Eye-strain, blurred vision, headaches and other problems associated with video display terminals can be eliminated in most cases by changes in office lighting and the VDT screens, an optometry professor said Friday.
"People perform much better when they look at screens with dark characters on a white background instead of having white characters on a dark background," said James Sheedy, associate professor of the University of California School of Optometry and director of the VDT Eye Clinic.Sheedy, who addressed the the 67th annual meeting of the American Academy of Optometry, said the change must be considered in the design of future VDTs.
Improved design of the terminals and work-stations would help solve the growing problem of headaches, eye fatigue and other maladies associated with "VDT syndrome," he said.
Other recommendations included an in-depth analysis of the visual abilities of individual workers and special designs for eyeglasses.
"Lighting in offices is often inappropriate for VDT users and causes glare, because they are looking straight ahead in the room instead of up and down at their desks," Sheedy said.
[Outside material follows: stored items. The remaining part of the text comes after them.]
// Copyright (c) 2025 R3BL LLC. Licensed under Apache License, Version 2.0.

//! # r3bl_css_color
//!
//! Parse [browser color strings] — keywords, `#HEX`/`#HEXA`, `rgb()`/`rgba()`,
//! `hsl()`/`hsla()` — into a validated [`ColorValue`], and render that value
//! back into any of the supported textual forms with browser-consistent
//! output.
//!
//! This is a pure data-transformation library: no I/O, no async, no global
//! side effects beyond the process-wide keyword table (which you can replace
//! with an injected [`KeywordRegistry`]).
//!
//! [browser color strings]: https://developer.mozilla.org/en-US/docs/Web/CSS/color_value
//!
//! # Parse and render
//!
//! ```rust
//! use r3bl_css_color::ColorValue;
//!
//! let gold = ColorValue::parse("gold").unwrap();
//! assert_eq!(gold.to_hex().as_str(), "#FFD700");
//! assert_eq!(gold.to_hexa().as_str(), "#FFD700FF");
//! assert_eq!(gold.to_rgb().as_str(), "rgb(255,215,0)");
//! assert_eq!(gold.to_rgba().as_str(), "rgba(255,215,0,1)");
//! assert_eq!(gold.to_percentage_rgb().as_str(), "rgb(100%,84.31%,0%)");
//! assert_eq!(gold.to_hsl().as_str(), "hsl(50.59,100%,50%)");
//! assert_eq!(gold.to_keyword().as_str(), "gold");
//! ```
//!
//! Unparsable strings fail at the parse call site with a [`ColorError`];
//! there is no half-constructed color value to hold on to afterwards.
//!
//! ```rust
//! use r3bl_css_color::{ColorError, ColorValue};
//!
//! assert_eq!(ColorValue::parse("mortz"), Err(ColorError::UnparsableColor));
//! assert_eq!(ColorValue::parse("#F3"), Err(ColorError::MalformedHexLength));
//! ```
//!
//! # Display precision
//!
//! Percentage and HSL components render at a per-value precision (default
//! 2 decimal digits, alpha at twice that). [`ColorValue::set_precision`]
//! changes rendering only, never the stored channels.
//!
//! ```rust
//! use r3bl_css_color::ColorValue;
//!
//! let mut gold = ColorValue::parse("gold").unwrap();
//! gold.set_precision(6);
//! assert_eq!(gold.to_percentage_rgba().as_str(), "rgba(100%,84.313725%,0%,1)");
//! ```
//!
//! # Metrics and comparison
//!
//! [`ColorValue::brightness`], [`ColorValue::luminance`], and
//! [`ColorValue::difference`] derive accessibility-oriented numbers from a
//! parsed value. Equality is representation-based, which makes it tolerant
//! of rounding noise from HSL round-trips:
//!
//! ```rust
//! use r3bl_css_color::ColorValue;
//!
//! let a = ColorValue::parse("hsl(50.59,100%,50%)").unwrap();
//! let b = ColorValue::parse("gold").unwrap();
//! assert_eq!(a, b);
//! ```
//!
//! # Keywords
//!
//! The keyword table ships with the full browser keyword set and can grow at
//! runtime via [`add_keyword`]. Lookups and additions go through the
//! process-wide table by default; pass an explicit [`KeywordRegistry`] to
//! [`ColorValue::parse_with`] for isolated setups.

// Attach.
pub mod color_error;
pub mod color_formats;
pub mod color_math;
mod color_metrics;
pub mod color_value;
pub mod inline_string;
pub mod keyword_table;
pub mod parse_color;

// Re-export.
pub use color_error::*;
pub use color_formats::*;
pub use color_math::*;
pub use color_value::*;
pub use inline_string::*;
pub use keyword_table::*;
pub use parse_color::*;

/// A wrapper for `pretty_assertions::assert_eq!` macro.
#[macro_export]
macro_rules! assert_eq2 {
    ($($params:tt)*) => {
        pretty_assertions::assert_eq!($($params)*)
    };
}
Lighting levels should be reduced, and lighting designs should be changed to provide indirect lighting.
People who wear bi-focal glasses have special problems when looking at computer screens and are highly susceptible to eyestrain and back and neck strain, Sheedy told the 2,000 optometrists attending the convention.
"They need to be fitted with special glasses to meet the unusual viewing distance and the angles of VDTs. The glasses for them and others with special viewing problems have to be designed on the basis of the visual abilities of the individuals," he said.